A concussion is an injury to the brain. It is caused by a fall or by a blow on the head from a blunt object. In many ways, a concussion is like a bruise of the brain. There is swelling in the brain, and sometimes blood escapes into the brain tissue. Since a concussion is an injury to the brain matter itself, it may occur even if the skull is not fractured. Concussions range from mild to serious.

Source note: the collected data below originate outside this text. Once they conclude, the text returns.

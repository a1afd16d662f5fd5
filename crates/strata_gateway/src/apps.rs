use crate::client::GatewayClient;
use crate::error::GatewayError;
use crate::model::{AppConfig, Attribute, AttributeConfig, GatewayApp, PolicyConfig, ProtectedResource};

use serde::{Deserialize, Serialize};
use serde_json::{Map, Value, json};
use std::collections::{BTreeMap, BTreeSet};
use strata_http::{Clock, Method, ReqwestTransport, TokioClock, Transport};
use tracing::{info, warn};

const APPS_PATH: &str = "/api/v2/apps";

#[derive(Debug, Clone, Default, PartialEq, Eq, Serialize, Deserialize)]
pub struct AttributeChanges {
    pub added: Vec<String>,
    pub updated: Vec<String>,
    pub deleted: Vec<String>,
}

impl AttributeChanges {
    pub fn is_empty(&self) -> bool {
        self.added.is_empty() && self.updated.is_empty() && self.deleted.is_empty()
    }
}

#[derive(Debug, Clone, Copy, PartialEq, Eq, Serialize, Deserialize)]
#[serde(rename_all = "lowercase")]
pub enum DeployAction {
    Create,
    Update,
}

#[derive(Debug, Clone, PartialEq, Eq, Serialize, Deserialize)]
pub struct DeployResult {
    pub label: String,
    pub action: DeployAction,
    pub app_id: Option<String>,
    pub attributes: AttributeChanges,
    pub dry_run: bool,
}

/// Application, attribute, policy and certificate management on top of
/// [`GatewayClient`].
#[derive(Clone)]
pub struct ApplicationManager<T: Transport = ReqwestTransport, C: Clock = TokioClock> {
    client: GatewayClient<T, C>,
}

impl<T: Transport, C: Clock> ApplicationManager<T, C> {
    pub fn new(client: GatewayClient<T, C>) -> Self {
        Self { client }
    }

    pub fn client(&self) -> &GatewayClient<T, C> {
        &self.client
    }

    pub async fn list_applications(&self) -> Result<Vec<GatewayApp>, GatewayError> {
        self.client.list(APPS_PATH).await
    }

    pub async fn get_application(&self, app_id: &str) -> Result<GatewayApp, GatewayError> {
        self.client.get_json(&format!("{APPS_PATH}/{app_id}")).await
    }

    /// Exact label match.
    pub async fn find_application(&self, label: &str) -> Result<Option<GatewayApp>, GatewayError> {
        Ok(self
            .list_applications()
            .await?
            .into_iter()
            .find(|app| app.label == label))
    }

    pub async fn create_application(&self, config: &AppConfig) -> Result<GatewayApp, GatewayError> {
        let public_domain = config
            .public_domain
            .as_deref()
            .filter(|d| !d.is_empty())
            .ok_or_else(|| GatewayError::InvalidApp(format!("{}: public_domain is required", config.label)))?;
        if config.label.is_empty() {
            return Err(GatewayError::InvalidApp("label is required".to_string()));
        }

        let mut payload = Map::new();
        payload.insert("type".into(), json!("header"));
        payload.insert("label".into(), json!(config.label));
        payload.insert("publicDomain".into(), json!(public_domain));
        if !config.description.is_empty() {
            payload.insert("description".into(), json!(config.description));
        }
        if !config.protected_resources.is_empty() {
            payload.insert("protectedResources".into(), resources_payload(&config.protected_resources));
        }
        if let Some(group) = &config.group {
            payload.insert("group".into(), json!(group));
        }

        info!(label = %config.label, "Creating application");
        self.client.send_json(Method::POST, APPS_PATH, &payload).await
    }

    pub async fn update_application(&self, app_id: &str, config: &AppConfig) -> Result<Value, GatewayError> {
        let mut payload = Map::new();
        payload.insert("label".into(), json!(config.label));
        payload.insert("description".into(), json!(config.description));
        if let Some(domain) = &config.public_domain {
            payload.insert("publicDomain".into(), json!(domain));
        }
        if !config.protected_resources.is_empty() {
            payload.insert("protectedResources".into(), resources_payload(&config.protected_resources));
        }
        if let Some(group) = &config.group {
            payload.insert("group".into(), json!(group));
        }

        info!(app_id, "Updating application");
        self.client
            .send_json(Method::PUT, &format!("{APPS_PATH}/{app_id}"), &payload)
            .await
    }

    pub async fn delete_application(&self, app_id: &str) -> Result<(), GatewayError> {
        info!(app_id, "Deleting application");
        self.client.delete(&format!("{APPS_PATH}/{app_id}")).await
    }

    pub async fn list_attributes(&self, app_id: &str) -> Result<Vec<Attribute>, GatewayError> {
        self.client.list(&format!("{APPS_PATH}/{app_id}/attributes")).await
    }

    pub async fn add_attribute(&self, app_id: &str, attribute: &AttributeConfig) -> Result<Value, GatewayError> {
        info!(app_id, name = %attribute.name, "Adding attribute");
        self.client
            .send_json(
                Method::POST,
                &format!("{APPS_PATH}/{app_id}/attributes"),
                &attribute.to_payload(),
            )
            .await
    }

    pub async fn update_attribute(
        &self,
        app_id: &str,
        attribute_id: &str,
        attribute: &AttributeConfig,
    ) -> Result<Value, GatewayError> {
        info!(app_id, name = %attribute.name, "Updating attribute");
        self.client
            .send_json(
                Method::PUT,
                &format!("{APPS_PATH}/{app_id}/attributes/{attribute_id}"),
                &attribute.to_payload(),
            )
            .await
    }

    pub async fn delete_attribute(&self, app_id: &str, attribute_id: &str) -> Result<(), GatewayError> {
        info!(app_id, attribute_id, "Deleting attribute");
        self.client
            .delete(&format!("{APPS_PATH}/{app_id}/attributes/{attribute_id}"))
            .await
    }

    /// Makes the app's attributes match `desired`, keyed by attribute name.
    pub async fn sync_attributes(
        &self,
        app_id: &str,
        desired: &[AttributeConfig],
    ) -> Result<AttributeChanges, GatewayError> {
        let current: BTreeMap<String, Attribute> = self
            .list_attributes(app_id)
            .await?
            .into_iter()
            .map(|a| (a.name.clone(), a))
            .collect();
        let desired_names: BTreeSet<&str> = desired.iter().map(|a| a.name.as_str()).collect();

        let mut changes = AttributeChanges::default();
        for attribute in desired {
            match current.get(&attribute.name) {
                Some(existing) if attribute.differs_from(existing) => {
                    self.update_attribute(app_id, &existing.id, attribute).await?;
                    changes.updated.push(attribute.name.clone());
                }
                Some(_) => {}
                None => {
                    self.add_attribute(app_id, attribute).await?;
                    changes.added.push(attribute.name.clone());
                }
            }
        }

        for (name, existing) in &current {
            if !desired_names.contains(name.as_str()) {
                self.delete_attribute(app_id, &existing.id).await?;
                changes.deleted.push(name.clone());
            }
        }
        Ok(changes)
    }

    pub async fn list_policies(&self, app_id: &str) -> Result<Vec<Value>, GatewayError> {
        self.client.list(&format!("{APPS_PATH}/{app_id}/policies")).await
    }

    pub async fn add_policy(&self, app_id: &str, policy: &PolicyConfig) -> Result<Value, GatewayError> {
        info!(app_id, policy = %policy.policy_type, "Adding policy");
        self.client
            .send_json(Method::POST, &format!("{APPS_PATH}/{app_id}/policies"), policy)
            .await
    }

    pub async fn assign_certificate(&self, app_id: &str, certificate_id: &str) -> Result<Value, GatewayError> {
        self.client
            .send_json(
                Method::PUT,
                &format!("{APPS_PATH}/{app_id}/certificate"),
                &json!({ "certificateId": certificate_id }),
            )
            .await
    }

    pub async fn list_certificates(&self) -> Result<Vec<Value>, GatewayError> {
        self.client.list("/api/v2/certificates").await
    }

    /// Creates the app or updates the one with the same label. A dry run
    /// only looks the label up.
    pub async fn deploy_application(&self, config: &AppConfig, dry_run: bool) -> Result<DeployResult, GatewayError> {
        let existing = self.find_application(&config.label).await?;
        let mut result = DeployResult {
            label: config.label.clone(),
            action: if existing.is_some() {
                DeployAction::Update
            } else {
                DeployAction::Create
            },
            app_id: existing.as_ref().map(|app| app.id.clone()),
            attributes: AttributeChanges::default(),
            dry_run,
        };
        if dry_run {
            return Ok(result);
        }

        match existing {
            Some(app) => {
                self.update_application(&app.id, config).await?;
                if !config.attributes.is_empty() {
                    result.attributes = self.sync_attributes(&app.id, &config.attributes).await?;
                }
            }
            None => {
                let app = self.create_application(config).await?;
                for attribute in &config.attributes {
                    self.add_attribute(&app.id, attribute).await?;
                    result.attributes.added.push(attribute.name.clone());
                }
                if let Some(policy) = &config.policy {
                    self.add_policy(&app.id, &PolicyConfig::catch_all(policy)).await?;
                }
                result.app_id = Some(app.id);
            }
        }
        Ok(result)
    }

    /// Reads every application back into config-file shape.
    pub async fn import_applications(&self) -> Result<Vec<AppConfig>, GatewayError> {
        let apps = self.list_applications().await?;
        let mut configs = Vec::with_capacity(apps.len());

        for app in apps {
            let mut config = app.to_config();
            match self.list_attributes(&app.id).await {
                Ok(attributes) => config.attributes = attributes.iter().map(Attribute::to_config).collect(),
                Err(e) => warn!("Failed to get attributes for {}: {e}", app.id),
            }
            configs.push(config);
        }
        Ok(configs)
    }
}

fn resources_payload(resources: &[ProtectedResource]) -> Value {
    Value::Array(resources.iter().map(ProtectedResource::to_payload).collect())
}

Most children suffer one or more blows to the head at some time during childhood. Typical reactions to head injuries are immediate crying, headache, paleness, vomiting once or twice, a lump or cut at the site of injury, and sleepiness for one or two hours. These are not the signs of a concussion; they are usual reactions to a blow on the head.

Signs and symptoms

Any of the following are signs of a possible concussion: unconsciousness at the instant of the injury; no memory of the accident or of events that occurred before the accident; confusion (child doesn’t recognize parents or know his or her own name); persistent vomiting; inability to walk; eyes not parallel; pupils of different sizes (note: some children have unequal pupils normally); pupils that do not become smaller when a bright light is shined into the eyes; blood coming from the ear canal; bloody fluid which does not clot coming from the nose; headache that continues to become more severe; stiff neck (the chin cannot be touched to the chest with the mouth closed); increasing drowsiness; slow pulse (less than 50 to 60 beats per minute); and abnormal breathing.

There are two rare forms of concussion in which symptoms do not develop until hours after the injury (called epidural bleeding) or until days or weeks afterward (called subdural bleeding).

Home care

If the child shows any of the signs of a concussion, see your doctor.

If there are no signs of a concussion, or if you are waiting to see the doctor, have the child rest in bed. Bed rest is the most essential treatment for a head injury that does not penetrate the skull. Keep the child lying quietly, with the head on a pillow. Check the child frequently. The child may sleep but must be wakened every hour so that you can check on the child’s condition until he or she feels well. Keep the child in bed until at least one day after the child seems fully recovered. Give only aspirin or paracetamol for headache.

Precautions

• Do not attempt home treatment if there are any signs of concussion.

• Do not treat a head injury at home if the scalp is depressed (pushed in) at the site of injury or if a gentle tapping of the skull produces the dull sound of a broken melon. (These symptoms rarely, if ever, occur without other signs of concussion.)

• Do not give pain killers, sedatives, or any medication stronger than aspirin or paracetamol to a child with a head injury.

Medical treatment

Your doctor may or may not order X rays of the skull. Your child may be hospitalized for observation. A CAT scan may be useful. A CAT (computerized axial tomography) scan gives three-dimensional X rays of the brain. Echoencephalogram, electroencephalogram, and spinal tap tests are sometimes helpful. If the concussion is serious, your doctor may consult a neurosurgeon (a specialist in the brain and nervous system).